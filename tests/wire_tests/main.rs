//! Wire Tests
//!
//! Header parsing, request body decoders and frame extraction.

mod frame_tests;
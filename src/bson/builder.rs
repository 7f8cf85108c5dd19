//! Document Builder
//!
//! Accumulates entries for a new document. The builder is consumed by
//! `build()`, so a finished builder can never be appended to again.

use super::field::{Field, FieldKind};
use super::{Document, Value};

/// Write-only, single-use document construction
///
/// ```
/// use mongowire::bson::{DocumentBuilder, IntField, StringField};
///
/// const NAME: StringField = StringField::new("name");
/// const SIZE: IntField = IntField::new("size");
///
/// let doc = DocumentBuilder::new()
///     .append(&NAME, "rs0")
///     .append(&SIZE, 3)
///     .build();
/// assert_eq!(doc.len(), 2);
/// ```
#[derive(Debug, Default)]
pub struct DocumentBuilder {
    entries: Vec<(String, Value)>,
}

impl DocumentBuilder {
    pub fn new() -> Self {
        Self::default()
    }

    pub fn with_capacity(capacity: usize) -> Self {
        Self {
            entries: Vec::with_capacity(capacity),
        }
    }

    /// Start from a copy of an existing document's entries
    pub fn from_document(doc: &Document) -> Self {
        Self::with_capacity(doc.len()).copy(doc)
    }

    /// Append every entry of `other`, overwriting keys already present
    pub fn copy(mut self, other: &Document) -> Self {
        for (key, value) in other {
            self.put(key, value.clone());
        }
        self
    }

    pub fn contains_field<K>(&self, field: &Field<K>) -> bool {
        self.entries.iter().any(|(k, _)| k == field.name())
    }

    /// Append a typed value under `field`
    pub fn append<K: FieldKind>(mut self, field: &Field<K>, value: impl Into<K::Value>) -> Self {
        self.put(field.name(), K::to_value(value.into()));
        self
    }

    /// Append only when `value` is present; `None` leaves the key out entirely
    pub fn append_opt<K: FieldKind, V: Into<K::Value>>(self, field: &Field<K>, value: Option<V>) -> Self {
        match value {
            Some(value) => self.append(field, value),
            None => self,
        }
    }

    /// Append an explicit null, which readers distinguish from a missing key
    pub fn append_null<K>(mut self, field: &Field<K>) -> Self {
        self.put(field.name(), Value::Null);
        self
    }

    /// Append an untyped value under a raw key
    pub fn append_value(mut self, key: &str, value: impl Into<Value>) -> Self {
        self.put(key, value.into());
        self
    }

    /// Finish the document
    pub fn build(self) -> Document {
        Document::from_entries(self.entries)
    }

    /// Overwrites keep the position the key was first appended at
    fn put(&mut self, key: &str, value: Value) {
        match self.entries.iter_mut().find(|(k, _)| k == key) {
            Some(entry) => entry.1 = value,
            None => self.entries.push((key.to_string(), value)),
        }
    }
}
++++++++++++++++++++
- _THE PROBLEM_: Supply the number of lines above that contain the word "DocumentBuilder", and nothing else.

- _YOUR SOLUTION_: 4